César Vallejo, dibujo sobre esténcil de Pablo Picasso, 9 de julio de 1938. Este boceto es el más conocido, ya que acompaña la edición de España, aparta de mí ese cáliz.
17
Literatura

La costa aún sin mar. Invitación a la lectura de Trilce de César de Vallejo

Festejamos el centenario de la obra cumbre de la vanguardia poética en lengua española, Trilce, del poeta peruano César Vallejo (1892-1938) –este año se cumplen, asimismo, 130 años de su natalicio–, con esta propuesta de lectura del filólogo Emiliano Delgadillo, en la que conduce al lector por la insólita libertad expresiva, la delicia sonora y la encrucijada de sentidos de la obra.

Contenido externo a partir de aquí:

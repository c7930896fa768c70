//! Checkout pipeline.
//!
//! Turns a non-empty cart plus a shipping form into a persisted order:
//! resolve every line against the catalog, capture prices, decrement
//! stock, persist the order, clear the cart.

use serde::Deserialize;
use thiserror::Error;

use techshop_core::{Price, UserId};

use crate::db::products::ReserveError;
use crate::db::{JsonStore, OrderRepository, ProductRepository, RepositoryError};
use crate::models::cart::Cart;
use crate::models::order::{NewOrder, Order, PAYMENT_CASH_ON_DELIVERY};

/// Errors from the checkout pipeline.
#[derive(Debug, Error)]
pub enum CheckoutError {
    /// Checkout on an empty cart is a no-op, never a zero-item order.
    #[error("cart is empty")]
    EmptyCart,

    /// A required shipping field was blank.
    #[error("{0} is required")]
    MissingField(&'static str),

    /// A line exceeds current stock; nothing was mutated.
    #[error("not enough stock for {name}")]
    InsufficientStock { name: String },

    /// Persistence failure.
    #[error(transparent)]
    Repository(#[from] RepositoryError),
}

impl From<ReserveError> for CheckoutError {
    fn from(e: ReserveError) -> Self {
        match e {
            ReserveError::InsufficientStock { name } => Self::InsufficientStock { name },
            ReserveError::Repository(e) => Self::Repository(e),
        }
    }
}

/// Shipping details submitted with checkout.
#[derive(Debug, Clone, Deserialize)]
pub struct CheckoutForm {
    pub full_name: String,
    pub phone: String,
    pub city: String,
    pub address: String,
}

impl CheckoutForm {
    /// All fields are required; whitespace does not count.
    fn validate(&self) -> Result<(), CheckoutError> {
        for (value, field) in [
            (&self.full_name, "full_name"),
            (&self.phone, "phone"),
            (&self.city, "city"),
            (&self.address, "address"),
        ] {
            if value.trim().is_empty() {
                return Err(CheckoutError::MissingField(field));
            }
        }
        Ok(())
    }
}

/// Checkout service over the catalog and order collections.
pub struct CheckoutService {
    products: ProductRepository,
    orders: OrderRepository,
}

impl CheckoutService {
    /// Create a new checkout service.
    #[must_use]
    pub fn new(store: &JsonStore) -> Self {
        Self {
            products: ProductRepository::new(store),
            orders: OrderRepository::new(store),
        }
    }

    /// Place an order from the cart.
    ///
    /// Line prices are captured from the current catalog, stock is
    /// decremented by exactly the ordered quantities, the order is
    /// persisted with status `Processing`, and the cart is cleared. On any
    /// error the cart and the collections are left as they were.
    ///
    /// # Errors
    ///
    /// Returns `CheckoutError::EmptyCart` for an empty (or fully vanished)
    /// cart, `CheckoutError::MissingField` for blank shipping fields, and
    /// `CheckoutError::InsufficientStock` when any line exceeds stock.
    pub async fn place_order(
        &self,
        cart: &mut Cart,
        form: &CheckoutForm,
        user_id: Option<UserId>,
    ) -> Result<Order, CheckoutError> {
        if cart.is_empty() {
            return Err(CheckoutError::EmptyCart);
        }
        form.validate()?;

        let lines: Vec<_> = cart.lines().collect();
        let items = self.products.reserve(&lines).await?;
        if items.is_empty() {
            // Every product in the cart has vanished from the catalog
            return Err(CheckoutError::EmptyCart);
        }

        let total: Price = items.iter().map(|item| item.total).sum();

        let order = self
            .orders
            .create(NewOrder {
                customer_name: form.full_name.trim().to_owned(),
                customer_phone: form.phone.trim().to_owned(),
                customer_city: form.city.trim().to_owned(),
                customer_address: form.address.trim().to_owned(),
                payment_method: PAYMENT_CASH_ON_DELIVERY.to_owned(),
                user_id,
                items,
                total,
            })
            .await?;

        cart.clear();

        tracing::info!(order_id = %order.id, total = %order.total, "Order placed");

        Ok(order)
    }
}
//! End-to-end cart and checkout pipeline tests.

#![allow(clippy::unwrap_used)]

use techshop_core::{OrderStatus, Price, ProductId};

use techshop_integration_tests::TestContext;
use techshop_storefront::db::{OrderRepository, ProductRepository};
use techshop_storefront::models::cart::Cart;
use techshop_storefront::services::cart::{CartService, shipping_fee, total_with_shipping};
use techshop_storefront::services::checkout::{CheckoutError, CheckoutForm, CheckoutService};

fn shipping_form() -> CheckoutForm {
    CheckoutForm {
        full_name: "Amina Benali".to_string(),
        phone: "0612345678".to_string(),
        city: "Rabat".to_string(),
        address: "12 Rue Example".to_string(),
    }
}

#[tokio::test]
async fn cart_accumulates_until_stock_runs_out() {
    let ctx = TestContext::new();
    ctx.seed_catalog().await;
    let carts = CartService::new(&ctx.store);
    let laptop = ProductId::new(1);

    let mut cart = Cart::default();
    carts.add(&mut cart, laptop, 5).unwrap();
    // 5 + 11 = 16 > 15 in stock: rejected, cart unchanged
    assert!(carts.add(&mut cart, laptop, 11).is_err());
    assert_eq!(cart.quantity(laptop), 5);
    // Topping up to exactly the stock is fine
    carts.add(&mut cart, laptop, 10).unwrap();
    assert_eq!(cart.quantity(laptop), 15);
}

#[tokio::test]
async fn shipping_is_waived_at_the_threshold() {
    // Subtotal 480: flat fee applies
    assert_eq!(shipping_fee(Price::from(480)), Price::from(45));
    assert_eq!(total_with_shipping(Price::from(480)), Price::from(525));

    // Subtotal 500: free
    assert_eq!(shipping_fee(Price::from(500)), Price::ZERO);
    assert_eq!(total_with_shipping(Price::from(500)), Price::from(500));
}

#[tokio::test]
async fn checkout_pipeline_end_to_end() {
    let ctx = TestContext::new();
    ctx.seed_catalog().await;

    let carts = CartService::new(&ctx.store);
    let checkout = CheckoutService::new(&ctx.store);
    let products = ProductRepository::new(&ctx.store);
    let orders = OrderRepository::new(&ctx.store);

    let mut cart = Cart::default();
    carts.add(&mut cart, ProductId::new(1), 1).unwrap();
    carts.add(&mut cart, ProductId::new(3), 2).unwrap();

    let order = checkout
        .place_order(&mut cart, &shipping_form(), None)
        .await
        .unwrap();

    // Order captured both lines with totals summing to the aggregate
    assert_eq!(order.items.len(), 2);
    let line_sum: Price = order.items.iter().map(|i| i.total).sum();
    assert_eq!(order.total, line_sum);
    assert_eq!(order.total.to_string(), "1329.97");
    assert_eq!(order.status, OrderStatus::Processing);

    // Stock decremented by exactly the ordered quantities
    assert_eq!(products.get(ProductId::new(1)).unwrap().unwrap().stock, 14);
    assert_eq!(products.get(ProductId::new(3)).unwrap().unwrap().stock, 98);

    // Cart cleared, order persisted and trackable
    assert!(cart.is_empty());
    let tracked = orders
        .find_for_tracking(order.id, "0612345678")
        .unwrap()
        .unwrap();
    assert_eq!(tracked.id, order.id);
    assert!(orders
        .find_for_tracking(order.id, "0600000000")
        .unwrap()
        .is_none());
}

#[tokio::test]
async fn empty_cart_checkout_is_rejected_without_an_order() {
    let ctx = TestContext::new();
    ctx.seed_catalog().await;
    let checkout = CheckoutService::new(&ctx.store);

    let mut cart = Cart::default();
    let result = checkout.place_order(&mut cart, &shipping_form(), None).await;

    assert!(matches!(result, Err(CheckoutError::EmptyCart)));
    assert!(OrderRepository::new(&ctx.store).all().unwrap().is_empty());
}

#[tokio::test]
async fn oversell_between_add_and_checkout_is_caught() {
    let ctx = TestContext::new();
    ctx.seed_catalog().await;

    let carts = CartService::new(&ctx.store);
    let checkout = CheckoutService::new(&ctx.store);
    let products = ProductRepository::new(&ctx.store);
    let laptop = ProductId::new(1);

    let mut cart = Cart::default();
    carts.add(&mut cart, laptop, 10).unwrap();

    // A competing checkout depletes the stock first
    products.reserve(&[(laptop, 10)]).await.unwrap();

    let result = checkout.place_order(&mut cart, &shipping_form(), None).await;
    assert!(matches!(
        result,
        Err(CheckoutError::InsufficientStock { .. })
    ));

    // Stock was not driven negative, no order was written, cart kept
    assert_eq!(products.get(laptop).unwrap().unwrap().stock, 5);
    assert!(OrderRepository::new(&ctx.store).all().unwrap().is_empty());
    assert!(!cart.is_empty());
}

#[tokio::test]
async fn order_ids_stay_sequential() {
    let ctx = TestContext::new();
    ctx.seed_catalog().await;

    let carts = CartService::new(&ctx.store);
    let checkout = CheckoutService::new(&ctx.store);

    for expected_id in 1..=3 {
        let mut cart = Cart::default();
        carts.add(&mut cart, ProductId::new(3), 1).unwrap();
        let order = checkout
            .place_order(&mut cart, &shipping_form(), None)
            .await
            .unwrap();
        assert_eq!(order.id.as_i32(), expected_id);
    }
}
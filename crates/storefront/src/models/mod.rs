//! Domain models.
//!
//! Record types persisted in the JSON collections, plus the session-owned
//! cart. Optional keys carry `#[serde(default)]` so records written by
//! earlier versions of the store still load.

pub mod cart;
pub mod order;
pub mod product;
pub mod session;
pub mod user;
pub mod wishlist;

pub use cart::Cart;
pub use order::{NewOrder, Order, OrderItem};
pub use product::{Product, ProductFields, Review};
pub use session::{CurrentUser, session_keys};
pub use user::{NewUser, User};
pub use wishlist::{Wishlist, WishlistItem};
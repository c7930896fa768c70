//! TechShop Core - Shared types library.
//!
//! This crate provides common types used across all TechShop components:
//! - `storefront` - Storefront and admin console binary
//! - `cli` - Command-line maintenance tools
//!
//! # Architecture
//!
//! The core crate contains only types - no I/O, no file access, no HTTP.
//! This keeps it lightweight and allows it to be used anywhere.
//!
//! # Modules
//!
//! - [`types`] - Newtype wrappers for type-safe IDs, prices, emails,
//!   ratings, and order statuses

#![cfg_attr(not(test), forbid(unsafe_code))]

pub mod types;

pub use types::*;
//! TechShop CLI - Data seeding and admin management tools.
//!
//! # Usage
//!
//! ```bash
//! # Seed the data directory with the sample catalog
//! techshop-cli seed
//!
//! # Seed into an explicit directory, replacing an existing catalog
//! techshop-cli seed --data-dir ./data --force
//!
//! # Create an admin account
//! techshop-cli admin create -e admin@techshop.com -n "Administrator" -p <password>
//! ```
//!
//! # Commands
//!
//! - `seed` - Initialize the JSON collections with sample products
//! - `admin create` - Create admin accounts

#![cfg_attr(not(test), forbid(unsafe_code))]

use clap::{Parser, Subcommand};

mod commands;

#[derive(Parser)]
#[command(name = "techshop-cli")]
#[command(author, version, about = "TechShop CLI tools")]
struct Cli {
    #[command(subcommand)]
    command: Commands,
}

#[derive(Subcommand)]
enum Commands {
    /// Seed the data directory with the sample catalog
    Seed {
        /// Data directory holding the JSON collections
        #[arg(long, default_value = "data")]
        data_dir: String,

        /// Replace an existing catalog instead of leaving it untouched
        #[arg(long)]
        force: bool,
    },
    /// Manage admin accounts
    Admin {
        #[command(subcommand)]
        action: AdminAction,
    },
}

#[derive(Subcommand)]
enum AdminAction {
    /// Create a new admin account
    Create {
        /// Admin email address
        #[arg(short, long)]
        email: String,

        /// Admin display name
        #[arg(short, long, default_value = "Administrator")]
        name: String,

        /// Admin password
        #[arg(short, long)]
        password: String,

        /// Data directory holding the JSON collections
        #[arg(long, default_value = "data")]
        data_dir: String,
    },
}

#[tokio::main]
async fn main() {
    // Initialize tracing
    tracing_subscriber::fmt::init();

    let cli = Cli::parse();

    let result: Result<(), Box<dyn std::error::Error>> = run(cli).await;

    if let Err(e) = result {
        tracing::error!("Command failed: {e}");
        std::process::exit(1);
    }
}

async fn run(cli: Cli) -> Result<(), Box<dyn std::error::Error>> {
    match cli.command {
        Commands::Seed { data_dir, force } => {
            commands::seed::run(&data_dir, force).await?;
        }
        Commands::Admin { action } => match action {
            AdminAction::Create {
                email,
                name,
                password,
                data_dir,
            } => {
                commands::admin::create(&data_dir, &email, &name, &password).await?;
            }
        },
    }
    Ok(())
}
//! Middleware and extractors.

pub mod auth;
pub mod session;

pub use auth::{OptionalAuth, RequireAdmin, RequireAuth, clear_session_user, set_session_user};
pub use session::create_session_layer;
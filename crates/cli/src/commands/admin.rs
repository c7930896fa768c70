//! Admin account management commands.
//!
//! # Usage
//!
//! ```bash
//! techshop-cli admin create -e admin@techshop.com -n "Administrator" -p <password>
//! ```

use thiserror::Error;

use techshop_core::{Email, EmailError};
use techshop_storefront::db::{JsonStore, RepositoryError, UserRepository};
use techshop_storefront::models::user::NewUser;
use techshop_storefront::services::auth::hash_password;

/// Errors that can occur during admin operations.
#[derive(Debug, Error)]
pub enum AdminError {
    /// Invalid email.
    #[error("Invalid email: {0}")]
    InvalidEmail(#[from] EmailError),

    /// An account already exists with this email.
    #[error("Account already exists with email: {0}")]
    UserExists(String),

    /// Password hashing failed.
    #[error("Password hashing failed")]
    PasswordHash,

    /// Persistence failure.
    #[error("storage error: {0}")]
    Repository(#[from] RepositoryError),
}

/// Create a new admin account.
///
/// # Errors
///
/// Returns `AdminError::UserExists` if the email is already registered
/// and `AdminError::InvalidEmail` for a malformed address.
pub async fn create(
    data_dir: &str,
    email: &str,
    name: &str,
    password: &str,
) -> Result<i32, AdminError> {
    dotenvy::dotenv().ok();

    let email = Email::parse(email)?;
    let password_hash = hash_password(password).map_err(|_| AdminError::PasswordHash)?;

    let store = JsonStore::open(data_dir);
    let users = UserRepository::new(&store);

    tracing::info!(email = %email, "Creating admin account");

    let user = users
        .create(NewUser {
            name: name.to_owned(),
            email: email.clone(),
            phone: None,
            password_hash,
            is_admin: true,
        })
        .await
        .map_err(|e| match e {
            RepositoryError::Conflict(_) => AdminError::UserExists(email.to_string()),
            other => AdminError::Repository(other),
        })?;

    tracing::info!(
        id = %user.id,
        email = %user.email,
        "Admin account created successfully"
    );

    Ok(user.id.as_i32())
}

#[cfg(test)]
#[allow(clippy::unwrap_used)]
mod tests {
    use super::*;

    #[tokio::test]
    async fn test_create_admin() {
        let dir = tempfile::tempdir().unwrap();
        let data_dir = dir.path().to_str().unwrap();

        let id = create(data_dir, "admin@techshop.com", "Administrator", "s3cure-enough")
            .await
            .unwrap();
        assert_eq!(id, 1);

        let store = JsonStore::open(data_dir);
        let user = UserRepository::new(&store)
            .find_by_email(&Email::parse("admin@techshop.com").unwrap())
            .unwrap()
            .unwrap();
        assert!(user.is_admin);

        // Second create with the same email is rejected
        let result = create(data_dir, "admin@techshop.com", "Administrator", "s3cure-enough").await;
        assert!(matches!(result, Err(AdminError::UserExists(_))));
    }
}
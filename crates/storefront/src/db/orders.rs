//! Order repository.

use chrono::Utc;
use thiserror::Error;

use techshop_core::{OrderId, OrderStatus};

use super::{Collection, JsonStore, RepositoryError};
use crate::models::order::{NewOrder, Order};
use crate::models::user::User;

/// Collection name for orders.
pub const COLLECTION: &str = "orders";

/// Error from [`OrderRepository::update_status`].
#[derive(Debug, Error)]
pub enum StatusError {
    /// The transition table forbids this move.
    #[error("order cannot move from {from} to {to}")]
    InvalidTransition {
        from: OrderStatus,
        to: OrderStatus,
    },

    /// Persistence failure.
    #[error(transparent)]
    Repository(#[from] RepositoryError),
}

/// Repository for placed orders.
#[derive(Clone)]
pub struct OrderRepository {
    orders: Collection<Order>,
}

impl OrderRepository {
    /// Create a repository over `store`.
    #[must_use]
    pub fn new(store: &JsonStore) -> Self {
        Self {
            orders: store.collection(COLLECTION),
        }
    }

    /// All orders, oldest first.
    ///
    /// # Errors
    ///
    /// Returns `RepositoryError::Io`/`Corrupt` if the collection cannot be
    /// loaded.
    pub fn all(&self) -> Result<Vec<Order>, RepositoryError> {
        self.orders.load()
    }

    /// Look up an order by ID.
    ///
    /// # Errors
    ///
    /// Returns `RepositoryError::Io`/`Corrupt` if the collection cannot be
    /// loaded.
    pub fn get(&self, id: OrderId) -> Result<Option<Order>, RepositoryError> {
        Ok(self.all()?.into_iter().find(|o| o.id == id))
    }

    /// Orders belonging to a user: placed while logged in as them, or
    /// carrying their phone number as the delivery contact.
    ///
    /// # Errors
    ///
    /// Returns `RepositoryError::Io`/`Corrupt` if the collection cannot be
    /// loaded.
    pub fn for_user(&self, user: &User) -> Result<Vec<Order>, RepositoryError> {
        let mut orders = self.all()?;
        orders.retain(|o| {
            o.user_id == Some(user.id) || user.phone.as_deref() == Some(o.customer_phone.as_str())
        });
        Ok(orders)
    }

    /// Guest order tracking: the order ID and the delivery phone number
    /// must both match.
    ///
    /// # Errors
    ///
    /// Returns `RepositoryError::Io`/`Corrupt` if the collection cannot be
    /// loaded.
    pub fn find_for_tracking(
        &self,
        id: OrderId,
        phone: &str,
    ) -> Result<Option<Order>, RepositoryError> {
        Ok(self
            .all()?
            .into_iter()
            .find(|o| o.id == id && o.customer_phone == phone))
    }

    /// Persist a new order with the next free ID, status `Processing`, and
    /// the current timestamp.
    ///
    /// # Errors
    ///
    /// Returns `RepositoryError::Io`/`Corrupt` on persistence failure.
    pub async fn create(&self, new: NewOrder) -> Result<Order, RepositoryError> {
        self.orders
            .with_mut(|orders| {
                let id = orders.iter().map(|o| o.id.as_i32()).max().unwrap_or(0) + 1;
                let order = Order {
                    id: OrderId::new(id),
                    customer_name: new.customer_name,
                    customer_phone: new.customer_phone,
                    customer_city: new.customer_city,
                    customer_address: new.customer_address,
                    payment_method: new.payment_method,
                    user_id: new.user_id,
                    items: new.items,
                    total: new.total,
                    status: OrderStatus::Processing,
                    created_at: Utc::now(),
                };
                orders.push(order.clone());
                Ok(order)
            })
            .await
    }

    /// Move an order to a new status, enforcing the transition table.
    ///
    /// # Errors
    ///
    /// Returns `StatusError::InvalidTransition` for a forbidden move and
    /// `RepositoryError::NotFound` for an unknown order.
    pub async fn update_status(
        &self,
        id: OrderId,
        next: OrderStatus,
    ) -> Result<Order, StatusError> {
        self.orders
            .with_mut(|orders| {
                let order = orders
                    .iter_mut()
                    .find(|o| o.id == id)
                    .ok_or(RepositoryError::NotFound)?;

                if !order.status.can_transition_to(next) {
                    return Err(StatusError::InvalidTransition {
                        from: order.status,
                        to: next,
                    });
                }

                order.status = next;
                Ok(order.clone())
            })
            .await
    }
}

#[cfg(test)]
#[allow(clippy::unwrap_used)]
mod tests {
    use super::*;
    use techshop_core::{Email, Price, UserId};

    use crate::models::order::PAYMENT_CASH_ON_DELIVERY;

    fn new_order(phone: &str, user_id: Option<UserId>) -> NewOrder {
        NewOrder {
            customer_name: "Amina".to_string(),
            customer_phone: phone.to_string(),
            customer_city: "Rabat".to_string(),
            customer_address: "12 Rue Example".to_string(),
            payment_method: PAYMENT_CASH_ON_DELIVERY.to_string(),
            user_id,
            items: Vec::new(),
            total: Price::from(100),
        }
    }

    #[tokio::test]
    async fn test_create_assigns_max_plus_one() {
        let repo = OrderRepository::new(&JsonStore::in_memory());
        let first = repo.create(new_order("0611111111", None)).await.unwrap();
        let second = repo.create(new_order("0622222222", None)).await.unwrap();

        assert_eq!(first.id, OrderId::new(1));
        assert_eq!(second.id, OrderId::new(2));
        assert_eq!(first.status, OrderStatus::Processing);
    }

    #[tokio::test]
    async fn test_tracking_requires_both_id_and_phone() {
        let repo = OrderRepository::new(&JsonStore::in_memory());
        let order = repo.create(new_order("0611111111", None)).await.unwrap();

        assert!(repo
            .find_for_tracking(order.id, "0611111111")
            .unwrap()
            .is_some());
        assert!(repo
            .find_for_tracking(order.id, "0699999999")
            .unwrap()
            .is_none());
        assert!(repo
            .find_for_tracking(OrderId::new(99), "0611111111")
            .unwrap()
            .is_none());
    }

    #[tokio::test]
    async fn test_for_user_matches_id_or_phone() {
        let repo = OrderRepository::new(&JsonStore::in_memory());
        repo.create(new_order("0611111111", Some(UserId::new(1))))
            .await
            .unwrap();
        repo.create(new_order("0622222222", None)).await.unwrap();
        repo.create(new_order("0633333333", Some(UserId::new(2))))
            .await
            .unwrap();

        let user = User {
            id: UserId::new(1),
            name: "Amina".to_string(),
            email: Email::parse("amina@example.com").unwrap(),
            phone: Some("0622222222".to_string()),
            password_hash: String::new(),
            is_admin: false,
            created_at: Utc::now(),
        };

        let orders = repo.for_user(&user).unwrap();
        assert_eq!(orders.len(), 2);
    }

    #[tokio::test]
    async fn test_status_transitions_enforced() {
        let repo = OrderRepository::new(&JsonStore::in_memory());
        let order = repo.create(new_order("0611111111", None)).await.unwrap();

        // Processing -> Delivered skips Shipped
        let result = repo.update_status(order.id, OrderStatus::Delivered).await;
        assert!(matches!(result, Err(StatusError::InvalidTransition { .. })));

        let shipped = repo
            .update_status(order.id, OrderStatus::Shipped)
            .await
            .unwrap();
        assert_eq!(shipped.status, OrderStatus::Shipped);

        let delivered = repo
            .update_status(order.id, OrderStatus::Delivered)
            .await
            .unwrap();
        assert_eq!(delivered.status, OrderStatus::Delivered);

        // Terminal: no way out
        let result = repo.update_status(order.id, OrderStatus::Cancelled).await;
        assert!(matches!(result, Err(StatusError::InvalidTransition { .. })));
    }

    #[tokio::test]
    async fn test_update_status_unknown_order() {
        let repo = OrderRepository::new(&JsonStore::in_memory());
        let result = repo
            .update_status(OrderId::new(5), OrderStatus::Shipped)
            .await;
        assert!(matches!(
            result,
            Err(StatusError::Repository(RepositoryError::NotFound))
        ));
    }
}
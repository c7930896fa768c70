//! Cart service and shipping rules.
//!
//! The cart itself lives in the session ([`crate::models::Cart`]); this
//! service checks its mutations against the catalog and derives totals
//! from current catalog prices.

use thiserror::Error;

use techshop_core::{Price, ProductId};

use crate::db::{JsonStore, ProductRepository, RepositoryError};
use crate::models::cart::Cart;
use crate::models::product::Product;

/// Flat shipping fee in currency units.
const SHIPPING_FLAT_FEE: i64 = 45;

/// Order subtotal at which shipping becomes free.
const FREE_SHIPPING_THRESHOLD: i64 = 500;

/// Errors from cart operations.
#[derive(Debug, Error)]
pub enum CartError {
    /// The product does not exist in the catalog.
    #[error("product not found")]
    ProductNotFound,

    /// Quantity must be at least one.
    #[error("quantity must be at least 1")]
    InvalidQuantity,

    /// The cumulative cart quantity would exceed current stock.
    #[error("not enough stock for {name}")]
    InsufficientStock { name: String },

    /// Persistence failure.
    #[error(transparent)]
    Repository(#[from] RepositoryError),
}

/// One resolved cart line.
#[derive(Debug, Clone)]
pub struct CartLine {
    pub product: Product,
    pub quantity: u32,
    /// Current price x quantity.
    pub total: Price,
}

/// Resolved cart contents.
#[derive(Debug, Clone, Default)]
pub struct CartTotals {
    pub lines: Vec<CartLine>,
    /// Sum of line totals, before shipping.
    pub subtotal: Price,
}

/// Cart service over the product catalog.
pub struct CartService {
    products: ProductRepository,
}

impl CartService {
    /// Create a new cart service.
    #[must_use]
    pub fn new(store: &JsonStore) -> Self {
        Self {
            products: ProductRepository::new(store),
        }
    }

    /// Add `quantity` units of a product to the cart.
    ///
    /// The check is cumulative: what is already in the cart plus the
    /// requested amount must fit within current stock, otherwise the cart
    /// is left unchanged.
    ///
    /// # Errors
    ///
    /// Returns `CartError::InvalidQuantity` for a zero quantity,
    /// `CartError::ProductNotFound` for an unknown product, and
    /// `CartError::InsufficientStock` when the cumulative quantity would
    /// exceed stock.
    pub fn add(
        &self,
        cart: &mut Cart,
        product_id: ProductId,
        quantity: u32,
    ) -> Result<(), CartError> {
        if quantity == 0 {
            return Err(CartError::InvalidQuantity);
        }

        let product = self
            .products
            .get(product_id)?
            .ok_or(CartError::ProductNotFound)?;

        let cumulative = cart.quantity(product_id).saturating_add(quantity);
        if cumulative > product.stock {
            return Err(CartError::InsufficientStock { name: product.name });
        }

        cart.accumulate(product_id, quantity);
        Ok(())
    }

    /// Resolve the cart against the catalog: line totals from the current
    /// price, plus the subtotal. Lines whose product vanished from the
    /// catalog are dropped.
    ///
    /// # Errors
    ///
    /// Returns `CartError::Repository` if the catalog cannot be loaded.
    pub fn totals(&self, cart: &Cart) -> Result<CartTotals, CartError> {
        let products = self.products.all()?;

        let mut totals = CartTotals::default();
        for (product_id, quantity) in cart.lines() {
            let Some(product) = products.iter().find(|p| p.id == product_id) else {
                continue;
            };
            let total = product.price.times(quantity);
            totals.subtotal += total;
            totals.lines.push(CartLine {
                product: product.clone(),
                quantity,
                total,
            });
        }

        Ok(totals)
    }
}

/// Shipping fee for a given subtotal: a flat 45 below the free-shipping
/// threshold of 500, zero from the threshold up.
#[must_use]
pub fn shipping_fee(subtotal: Price) -> Price {
    if subtotal >= Price::from(FREE_SHIPPING_THRESHOLD) {
        Price::ZERO
    } else {
        Price::from(SHIPPING_FLAT_FEE)
    }
}

/// Subtotal plus shipping.
#[must_use]
pub fn total_with_shipping(subtotal: Price) -> Price {
    subtotal + shipping_fee(subtotal)
}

Por Emiliano Delgadillo Martínez

 

Entre los libros que compré en La Habana, en febrero de 2005, destaca la Obra poética completa de César Vallejo (Santiago de Chuco, 1892 - † París, 1938), publicada por Casa de las Américas (3ª ed., 1975) con un prólogo del crítico y poeta cubano Roberto Fernández Retamar. Si bien hoy sé que es un libro descuidado, copia de otra edición que tampoco brilla por su rigor textual, le tengo aprecio y cariño porque, además de que lo puedo llevar a todos lados, en él fue donde leí por vez primera los siguientes versos, tan familiares y a la vez tan extraños: “Mejor estemos aquí no más. / Madre dijo que no demoraría”; “El traje que vestí mañana / no lo ha lavado mi lavandera”; “En la celda, en lo sólido, también / se acurrucan los rincones”. Su lectura inaugural me dejó perplejo. Sólo las palabras del prologuista despejaron mínimamente la bruma de duda y confusión que nubló mis entendederas.

Entonces, yo era un pésimo lector de poesía, pero saqué en claro que, en la obra de Vallejo, había un libro excepcional: Trilce, publicado en Lima en octubre de 1922, en los Talleres Tipográficos de la Penitenciaría, con un tiraje de 200 ejemplares. Los 77 poemas de Trilce, cuyo centenario se celebra hoy por doquier, aun fuera del ámbito hispanohablante, eran, junto a algún otro, los que menos entendía de los incluidos en el librito cubano. Con la terquedad del adolescente, quería, no obstante, comprender qué decían esos poemas y, en especial, por qué eran tan valiosos en su conjunto, según las palabras de Fernández Retamar: “La importancia de este libro para la poesía de lengua española no es menor que la que tiene, para la inglesa, La tierra baldía de Eliot; para la francesa, el movimiento surrealista”. No es que yo supiera mucho de los surrealistas o de T. S. Eliot –no sabía nada–, pero los términos de la comparación dilucidaban que era una colección preeminente: “Trilce, cuyo nombre propio es inventado (fusión de triste y dulce, según algunos), es, sin la menor duda, el libro mayor de la vanguardia poética en nuestro idioma”, sentenció Retamar.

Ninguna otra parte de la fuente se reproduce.